Apresentação Oral em Grupo de Trabalho
GT 020: Antropologia e Alimentação: interculturalidade, saberes críticos e desafios contemporâneos em contextos de luta por direitos
Em períodos de crises, cuidado comunitário: a distribuição de alimentos através de campanhas de solidariedade durante a pandemia do coronavírus
Em 2014, o Brasil superou sua classificação entre os países no mapa da fome. No entanto, em 2022 o país voltou a essa posição depois de anos de crise político-econômica e da crise sanitária do coronavírus. As múltiplas ações estatais de combate à fome e à insegurança alimentar, foram perdendo alcance, seja pela negligência com a qual os governos trataram as políticas sociais nos últimos anos, seja pela inacessibilidade que o isolamento social impôs. O resultado é que em 2021, depois de quase dois anos de pandemia, 58,7% da população brasileira viva em situação de insegurança alimentar e 15,5% passavam fome (Rede PENSSAN, 2022).
Em resposta a esse contexto, observamos, durante a pandemia, uma onda de solidariedade, centrada na distribuição de alimentos. Campanhas mobilizavam recursos, estruturas e expertise, para lidarem com os desafios de acesso a alimentação que a maioria do país enfrentava naquele momento. Este trabalho pretende analisar as ações de solidariedade que distribuíram alimentos durante a crise da pandemia da covid-19. As perguntas que guiam nossa reflexão são: quais atores e organizações foram responsáveis por essas campanhas? Quais os formatos de manuseio e distribuição dos alimentos? Quais dimensões políticas foram desenhadas na fronteira entre comida e solidariedade?
Utilizaremos os dados da base Cuidado e Comunidade: ações coletivas durante a Covid-19, um trabalho das autoras desenvolvido dentro do projeto TAP-Fapesp Who Cares? Rebuilding care in a post-pandemic world. Atualmente, a base conta com 627 ações catalogadas, das quais 559 distribuíram alimentos na forma de cestas básicas, cestas de alimentos perecíveis e/ou refeições prontas. Os resultados preliminares apontam ainda que as principais organizações responsáveis pela estruturação dessas campanhas são os movimentos sociais e coletivos identitários, assim como as organizações não-governamentais, que beneficiavam em grande maioria grupos vulnerabilizados em contextos urbanos.

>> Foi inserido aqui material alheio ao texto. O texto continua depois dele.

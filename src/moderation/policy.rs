use std::collections::{BTreeSet, HashSet};
use std::sync::LazyLock;

use regex::Regex;
use serde::{Deserialize, Serialize};
use serde_json::{Map, Value};

use crate::config::{PolicyConfig, BIBLE_TAG};
use crate::moderation::scripture::ScriptureReference;
use crate::types::identifiers::normalize;
use crate::types::quote::QuoteRecord;

static URL_RE: LazyLock<Regex> =
    LazyLock::new(|| Regex::new(r"(?i)https?://|www\.").expect("url pattern is valid"));

static EMAIL_RE: LazyLock<Regex> = LazyLock::new(|| {
    Regex::new(r"(?i)[A-Z0-9._%+-]+@[A-Z0-9.-]+\.[A-Z]{2,}").expect("email pattern is valid")
});

/// Outcome of running the content policy. `reasons` is empty iff `ok`.
#[derive(Debug, Clone, PartialEq, Eq, Serialize, Deserialize)]
pub struct ValidationResult {
    pub ok: bool,
    pub reasons: Vec<String>,
}

impl ValidationResult {
    fn from_reasons(reasons: Vec<String>) -> Self {
        Self {
            ok: reasons.is_empty(),
            reasons,
        }
    }
}

/// Structural and content rules for submitted quotes.
///
/// Only the presence gate short-circuits. Every later rule is evaluated
/// so a submitter sees all violations at once, in a fixed order.
#[derive(Debug, Clone, Default)]
pub struct ContentPolicy {
    config: PolicyConfig,
}

impl ContentPolicy {
    pub fn new(config: PolicyConfig) -> Self {
        Self { config }
    }

    pub fn config(&self) -> &PolicyConfig {
        &self.config
    }

    /// Validate a loosely-typed record.
    pub fn validate(&self, value: &Value) -> ValidationResult {
        let Some(obj) = value.as_object() else {
            return ValidationResult::from_reasons(vec!["not an object".to_string()]);
        };

        self.validate_fields(
            str_field(obj, "text"),
            str_field(obj, "author"),
            str_field(obj, "tag"),
        )
    }

    /// Validate an already-typed record through the same rules.
    pub fn validate_record(&self, record: &QuoteRecord) -> ValidationResult {
        self.validate_fields(
            Some(record.text.as_str()),
            Some(record.author.as_str()),
            Some(record.tag.as_str()),
        )
    }

    fn validate_fields(
        &self,
        text: Option<&str>,
        author: Option<&str>,
        tag: Option<&str>,
    ) -> ValidationResult {
        let mut reasons = Vec::new();

        // 1. Presence gate
        let (text, author, tag) = (non_blank(text), non_blank(author), non_blank(tag));
        if text.is_none() {
            reasons.push("missing/empty text".to_string());
        }
        if author.is_none() {
            reasons.push("missing/empty author".to_string());
        }
        if tag.is_none() {
            reasons.push("missing/empty tag".to_string());
        }
        let (Some(text), Some(author), Some(tag)) = (text, author, tag) else {
            return ValidationResult::from_reasons(reasons);
        };

        self.check_lengths(text, author, &mut reasons);
        check_unsafe_content(text, &mut reasons);
        self.check_shouting(text, &mut reasons);
        self.check_repetition(text, &mut reasons);
        self.check_banned(text, author, &mut reasons);

        let tag_norm = normalize(tag);
        if !self.config.allowed_tags.contains(&tag_norm) {
            let allowed: Vec<&str> = self.config.allowed_tags.iter().map(String::as_str).collect();
            reasons.push(format!(
                "tag not allowed: '{tag}' (allowed: {})",
                allowed.join(", ")
            ));
        }

        if tag_norm == BIBLE_TAG {
            self.check_scripture(author, &mut reasons);
        }

        ValidationResult::from_reasons(reasons)
    }

    fn check_lengths(&self, text: &str, author: &str, reasons: &mut Vec<String>) {
        let text_len = text.chars().count();
        if text_len < self.config.min_text_chars {
            reasons.push("text too short".to_string());
        }
        if text_len > self.config.max_text_chars {
            reasons.push("text too long".to_string());
        }
        if author.chars().count() > self.config.max_author_chars {
            reasons.push("author too long".to_string());
        }
    }

    fn check_shouting(&self, text: &str, reasons: &mut Vec<String>) {
        let letters: Vec<char> = text.chars().filter(|c| c.is_alphabetic()).collect();
        if letters.len() >= self.config.shout_min_letters
            && !letters.is_empty()
            && letters.iter().all(|c| c.is_uppercase())
        {
            reasons.push("text looks like all-caps shouting".to_string());
        }
    }

    fn check_repetition(&self, text: &str, reasons: &mut Vec<String>) {
        let lowered = text.to_lowercase();
        let words: Vec<&str> = lowered.split_whitespace().collect();
        if words.len() > self.config.repetition_token_threshold {
            let distinct: HashSet<&str> = words.iter().copied().collect();
            if distinct.len() <= self.config.repetition_max_distinct {
                reasons.push("too repetitive/low variety".to_string());
            }
        }
    }

    fn check_banned(&self, text: &str, author: &str, reasons: &mut Vec<String>) {
        let mut hits = BTreeSet::new();
        for field in [normalize(text), normalize(author)] {
            for phrase in &self.config.banned_phrases {
                let phrase = normalize(phrase);
                if !phrase.is_empty() && field.contains(&phrase) {
                    hits.insert(phrase);
                }
            }
        }

        if !hits.is_empty() {
            let hits: Vec<String> = hits.into_iter().collect();
            reasons.push(format!("banned content: {}", hits.join(", ")));
        }
    }

    fn check_scripture(&self, author: &str, reasons: &mut Vec<String>) {
        let Some(reference) = ScriptureReference::parse(author) else {
            reasons.push(
                "invalid scripture reference in author (expected 'Book C:V', e.g. 'John 3:16 (KJV)')"
                    .to_string(),
            );
            return;
        };

        if !self.config.scripture_books.contains(&reference.book) {
            let sample: Vec<&str> = self
                .config
                .scripture_books
                .iter()
                .take(6)
                .map(String::as_str)
                .collect();
            reasons.push(format!(
                "unknown scripture book: '{}' (sample known: {} …)",
                reference.book,
                sample.join(", ")
            ));
        }
        if reference.chapter == 0 || reference.verse == 0 {
            reasons.push("chapter and verse must be positive integers".to_string());
        }
    }
}

fn check_unsafe_content(text: &str, reasons: &mut Vec<String>) {
    if URL_RE.is_match(text) {
        reasons.push("contains URL".to_string());
    }
    if EMAIL_RE.is_match(text) {
        reasons.push("contains email address".to_string());
    }
}

fn str_field<'a>(obj: &'a Map<String, Value>, name: &str) -> Option<&'a str> {
    obj.get(name).and_then(Value::as_str)
}

fn non_blank(v: Option<&str>) -> Option<&str> {
    v.filter(|s| !s.trim().is_empty())
}
use chrono::NaiveDate;
use quote_core::store::{ImportSummary, SubmitResult};
use quote_core::types::{DailyQuote, Feed, FeedPage, QuoteRecord, Source};
use serde_json::json;

fn compact(s: &str) -> String {
    s.chars().filter(|c| !c.is_whitespace()).collect()
}

#[test]
fn golden_daily_quote() {
    let q = DailyQuote {
        date: NaiveDate::from_ymd_opt(2025, 1, 1).unwrap(),
        tz: "UTC".to_string(),
        text: "Jesus wept.".to_string(),
        author: "John 11:35 (KJV)".to_string(),
        tag: "bible".to_string(),
        source: Source::BuiltIn,
    };

    const EXPECTED_JSON: &str = r#"{
      "date": "2025-01-01",
      "tz": "UTC",
      "text": "Jesus wept.",
      "author": "John 11:35 (KJV)",
      "tag": "bible",
      "source": "built-in"
    }"#;

    let json_str = serde_json::to_string_pretty(&q).unwrap();
    assert_eq!(compact(&json_str), compact(EXPECTED_JSON));

    let back: DailyQuote = serde_json::from_str(&json_str).unwrap();
    assert_eq!(back, q);
}

#[test]
fn golden_feed_page() {
    let page = FeedPage {
        tz: "UTC".to_string(),
        days: 1,
        feed: Feed::Community,
        items: vec![DailyQuote {
            date: NaiveDate::from_ymd_opt(2025, 1, 2).unwrap(),
            tz: "UTC".to_string(),
            text: "Talk is cheap.".to_string(),
            author: "Linus Torvalds".to_string(),
            tag: "community".to_string(),
            source: Source::Approved,
        }],
    };

    let value = serde_json::to_value(&page).unwrap();
    assert_eq!(
        value,
        json!({
            "tz": "UTC",
            "days": 1,
            "feed": "community",
            "items": [{
                "date": "2025-01-02",
                "tz": "UTC",
                "text": "Talk is cheap.",
                "author": "Linus Torvalds",
                "tag": "community",
                "source": "approved"
            }]
        })
    );
}

#[test]
fn golden_persisted_record_omits_absent_fields() {
    let plain = QuoteRecord::new("Be still.", "Psalms 46:10", "bible");
    assert_eq!(
        serde_json::to_value(&plain).unwrap(),
        json!({"text": "Be still.", "author": "Psalms 46:10", "tag": "bible"})
    );

    let coerced = QuoteRecord {
        orig_tag: Some("Tech".into()),
        ..QuoteRecord::new("Talk is cheap.", "Linus Torvalds", "community")
    };
    assert_eq!(
        serde_json::to_value(&coerced).unwrap(),
        json!({"text": "Talk is cheap.", "author": "Linus Torvalds", "tag": "community", "orig_tag": "Tech"})
    );
}

#[test]
fn golden_submit_results() {
    let accepted = SubmitResult {
        accepted: true,
        reasons: None,
        stored_as: Some("community".to_string()),
    };
    assert_eq!(
        serde_json::to_string(&accepted).unwrap(),
        r#"{"accepted":true,"stored_as":"community"}"#
    );

    let rejected = SubmitResult {
        accepted: false,
        reasons: Some(vec!["text too short".to_string()]),
        stored_as: None,
    };
    assert_eq!(
        serde_json::to_string(&rejected).unwrap(),
        r#"{"accepted":false,"reasons":["text too short"]}"#
    );
}

#[test]
fn golden_import_summary() {
    let summary = ImportSummary {
        added: 3,
        rejected: 2,
        duplicate_skipped: 1,
    };
    assert_eq!(
        serde_json::to_string(&summary).unwrap(),
        r#"{"added":3,"rejected":2,"duplicate_skipped":1}"#
    );
}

As análise serão desenvolvidas em diálogo com a literatura do cuidado, em particular, com o cuidado comunitário (Razavi, 2007; Fournier, 2020). Entendemos que, ao enquadrar o problema dessa forma, seremos capazes de identificar provedores, beneficiários e práticas de cuidado desenvolvidas coletivamente na produção da vida. O cuidado, nesse sentido, é pensando como uma categoria ampla, que incluí o trabalho empenhado na manutenção do bem-estar e da vida, de si próprio ou de outros (Tronto, 1993). Com o auxílio das reflexões sobre alimentação e política (Appadurai, 1981; Zambiasi, 2023), buscaremos compreender as imbricações entre produção, consumo e distribuição de alimentos e cuidado, que se expressou de maneira coletiva em tempos de crise.